Lo que quiero decir es que ciertas cosas uno puede
aprenderlas o no, a voluntad. Como nadie es capaz de saberlo todo, no hay más
remedio que elegir y aceptar con humildad lo mucho que ignoramos. Se puede
vivir sin saber astrofísica, ni ebanistería, ni fútbol, incluso sin saber leer
ni escribir: se vive peor, si quieres, pero se vive. Ahora bien, otras cosas
hay que saberlas porque en ello, como suele decirse, nos va la vida. Es preciso
estar enterado, por ejemplo de que saltar desde el balcón de un sexto piso no
es cosa buena para la salud; o de que una dieta de clavos (¡con perdón de los
fakires!) y ácido prúsico no permite llegar a viejo. Tampoco es aconsejable
ignorar que si uno cada vez que se cruza con el vecino le atiza un mamporro las
consecuencias serán antes o después muy desagradables. Pequeñeces así son
importantes. Se puede vivir de muchos modos pero hay modos que no dejan vivir.
En una palabra, entre todos los saberes posibles existe al
menos uno imprescindible: el de que ciertas cosas nos convienen y otras no[1].

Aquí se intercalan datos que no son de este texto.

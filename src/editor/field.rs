use ropey::Rope;
use unicode_width::UnicodeWidthChar;

/// Direction for cursor movement.
#[derive(Debug, Clone, Copy, PartialEq, Eq)]
pub enum Direction {
    Up,
    Down,
    Left,
    Right,
}

/// A text field backed by a rope.
///
/// The cursor is a char index into the rope (`0..=len_chars`). Vertical
/// movement remembers the column it started from so moving through a short
/// line does not lose the position.
pub struct TextField {
    rope: Rope,
    cursor: usize,
    col_memory: usize,
}

impl TextField {
    /// A field holding `text` with the cursor at the end.
    pub fn from_text(text: &str) -> Self {
        let rope = Rope::from_str(text);
        let cursor = rope.len_chars();
        let mut field = Self {
            rope,
            cursor,
            col_memory: 0,
        };
        field.col_memory = field.cursor_line_col().1;
        field
    }

    pub fn text(&self) -> String {
        self.rope.to_string()
    }

    pub fn is_empty(&self) -> bool {
        self.rope.len_chars() == 0
    }

    pub fn line_count(&self) -> usize {
        self.rope.len_lines()
    }

    /// Line `idx` without its trailing newline.
    pub fn line_at(&self, idx: usize) -> Option<String> {
        if idx >= self.rope.len_lines() {
            return None;
        }
        let line = self.rope.line(idx).to_string();
        Some(line.trim_end_matches(['\n', '\r']).to_string())
    }

    /// Char index of the cursor.
    pub const fn cursor(&self) -> usize {
        self.cursor
    }

    /// Cursor as (line, char column).
    pub fn cursor_line_col(&self) -> (usize, usize) {
        let line = self.rope.char_to_line(self.cursor);
        (line, self.cursor - self.rope.line_to_char(line))
    }

    /// Cursor as (line, display column) for placing the terminal cursor.
    pub fn cursor_display(&self) -> (usize, usize) {
        let (line, col) = self.cursor_line_col();
        let width = self
            .rope
            .line(line)
            .chars()
            .take(col)
            .map(|c| c.width().unwrap_or(0))
            .sum();
        (line, width)
    }

    pub fn insert_char(&mut self, ch: char) -> bool {
        self.rope.insert_char(self.cursor, ch);
        self.cursor += 1;
        self.remember_col();
        true
    }

    pub fn insert_newline(&mut self) -> bool {
        self.insert_char('\n')
    }

    /// Backspace. Joins with the previous line at column 0.
    pub fn delete_back(&mut self) -> bool {
        if self.cursor == 0 {
            return false;
        }
        self.rope.remove(self.cursor - 1..self.cursor);
        self.cursor -= 1;
        self.remember_col();
        true
    }

    /// Delete key.
    pub fn delete_forward(&mut self) -> bool {
        if self.cursor >= self.rope.len_chars() {
            return false;
        }
        self.rope.remove(self.cursor..=self.cursor);
        true
    }

    pub fn move_cursor(&mut self, direction: Direction) {
        match direction {
            Direction::Left => {
                self.cursor = self.cursor.saturating_sub(1);
                self.remember_col();
            }
            Direction::Right => {
                self.cursor = (self.cursor + 1).min(self.rope.len_chars());
                self.remember_col();
            }
            Direction::Up => {
                let (line, _) = self.cursor_line_col();
                if line > 0 {
                    self.jump_to_line(line - 1);
                }
            }
            Direction::Down => {
                let (line, _) = self.cursor_line_col();
                if line + 1 < self.rope.len_lines() {
                    self.jump_to_line(line + 1);
                }
            }
        }
    }

    pub fn move_home(&mut self) {
        let (line, _) = self.cursor_line_col();
        self.cursor = self.rope.line_to_char(line);
        self.col_memory = 0;
    }

    pub fn move_end(&mut self) {
        let (line, _) = self.cursor_line_col();
        self.cursor = self.rope.line_to_char(line) + self.line_chars(line);
        self.remember_col();
    }

    fn jump_to_line(&mut self, line: usize) {
        let col = self.col_memory.min(self.line_chars(line));
        self.cursor = self.rope.line_to_char(line) + col;
    }

    /// Chars on `line`, excluding the line break.
    fn line_chars(&self, line: usize) -> usize {
        let slice = self.rope.line(line);
        let mut len = slice.len_chars();
        while len > 0 && matches!(slice.char(len - 1), '\n' | '\r') {
            len -= 1;
        }
        len
    }

    fn remember_col(&mut self) {
        self.col_memory = self.cursor_line_col().1;
    }
}

impl std::fmt::Debug for TextField {
    fn fmt(&self, f: &mut std::fmt::Formatter<'_>) -> std::fmt::Result {
        f.debug_struct("TextField")
            .field("rope", &format_args!("Rope({} chars)", self.rope.len_chars()))
            .field("cursor", &self.cursor)
            .finish_non_exhaustive()
    }
}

No nos convienen ciertos alimentos ni nos convienen ciertos comportamientos ni
ciertas actitudes. Me refiero, claro está, a que no nos convienen si queremos
seguir viviendo. Si lo que uno quiere es reventar cuanto antes, beber lejía
puede ser muy adecuado o también procurar rodearse del mayor número de enemigos
posible. Pero de momento vamos a suponer que lo que preferimos es vivir: los
respetables gustos del suicida los dejaremos por ahora de lado. De modo que
ciertas cosas nos convienen y a lo que nos conviene solemos llamarlo «bueno»

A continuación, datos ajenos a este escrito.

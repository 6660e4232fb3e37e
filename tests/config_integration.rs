use std::path::PathBuf;

use roteiro::config::{
    ConfigFlags, DEFAULT_TITLE, clear_config_flags, load_config_flags, parse_flag_tokens,
    save_config_flags,
};

#[test]
fn test_config_file_parsing_ignores_comments_and_blank_lines() {
    let dir = tempfile::tempdir().unwrap();
    let path = dir.path().join(".roteirorc");
    let content = r#"
# comment
--no-mouse

--title Viagem ao Centro da Terra

--debug-log=roteiro.log
"#;
    std::fs::write(&path, content).unwrap();

    let flags = load_config_flags(&path).unwrap();
    assert!(flags.no_mouse);
    assert!(!flags.dump_on_exit);
    assert_eq!(flags.title.as_deref(), Some("Viagem ao Centro da Terra"));
    assert_eq!(flags.debug_log, Some(PathBuf::from("roteiro.log")));
}

#[test]
fn test_cli_flags_override_file_flags() {
    let dir = tempfile::tempdir().unwrap();
    let path = dir.path().join(".roteirorc");
    let content = "--no-mouse\n--title Rascunho\n--debug-log file.log\n";
    std::fs::write(&path, content).unwrap();

    let file_flags = load_config_flags(&path).unwrap();
    let cli_args = vec![
        "roteiro".to_string(),
        "--title".to_string(),
        "Final".to_string(),
        "--dump-on-exit".to_string(),
    ];
    let cli_flags = parse_flag_tokens(&cli_args);

    let effective = file_flags.union(&cli_flags);
    assert!(effective.no_mouse, "file flags should remain enabled");
    assert!(effective.dump_on_exit, "cli flags should be applied");
    assert_eq!(effective.title_or_default(), "Final", "cli should override title");
    assert_eq!(
        effective.debug_log,
        Some(PathBuf::from("file.log")),
        "file config should be preserved when CLI does not override"
    );
}

#[test]
fn test_save_then_load_keeps_title_with_spaces() {
    let dir = tempfile::tempdir().unwrap();
    let path = dir.path().join("nested").join("config");
    let flags = ConfigFlags {
        title: Some("Viagem à Lua, parte 2".to_string()),
        dump_on_exit: true,
        ..ConfigFlags::default()
    };
    save_config_flags(&path, &flags).unwrap();

    let loaded = load_config_flags(&path).unwrap();
    assert_eq!(loaded, flags);
}

#[test]
fn test_clear_removes_saved_defaults() {
    let dir = tempfile::tempdir().unwrap();
    let path = dir.path().join(".roteirorc");
    std::fs::write(&path, "--no-mouse\n").unwrap();

    clear_config_flags(&path).unwrap();
    assert!(!path.exists());
    assert_eq!(load_config_flags(&path).unwrap(), ConfigFlags::default());
    // clearing twice is fine
    clear_config_flags(&path).unwrap();
}

#[test]
fn test_missing_title_falls_back_to_default() {
    let flags = parse_flag_tokens(&["roteiro".to_string(), "--title".to_string()]);
    assert_eq!(flags.title, None);
    assert_eq!(flags.title_or_default(), DEFAULT_TITLE);
}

porque nos sienta bien; otras, en cambio, nos sientan pero que muy mal y a todo
eso lo llamamos «malo»[2].
Saber lo que nos conviene, es decir: distinguir entre lo bueno y lo malo, es un
conocimiento que todos intentamos adquirir —todos sin excepción— por la cuenta
que nos trae.
Como he señalado antes, hay cosas buenas y malas para la
salud: es necesario saber lo que debemos comer, o que el fuego a veces calienta
y otras quema, así como el agua puede quitar la sed pero también ahogarnos. Sin
embargo, a veces las cosas no son tan sencillas: ciertas drogas, por ejemplo,
aumentan nuestro brío o producen sensaciones agradables, pero su abuso
continuado puede ser nocivo. En unos aspectos son buenas, pero en otros malas:
nos convienen y a la vez no nos convienen.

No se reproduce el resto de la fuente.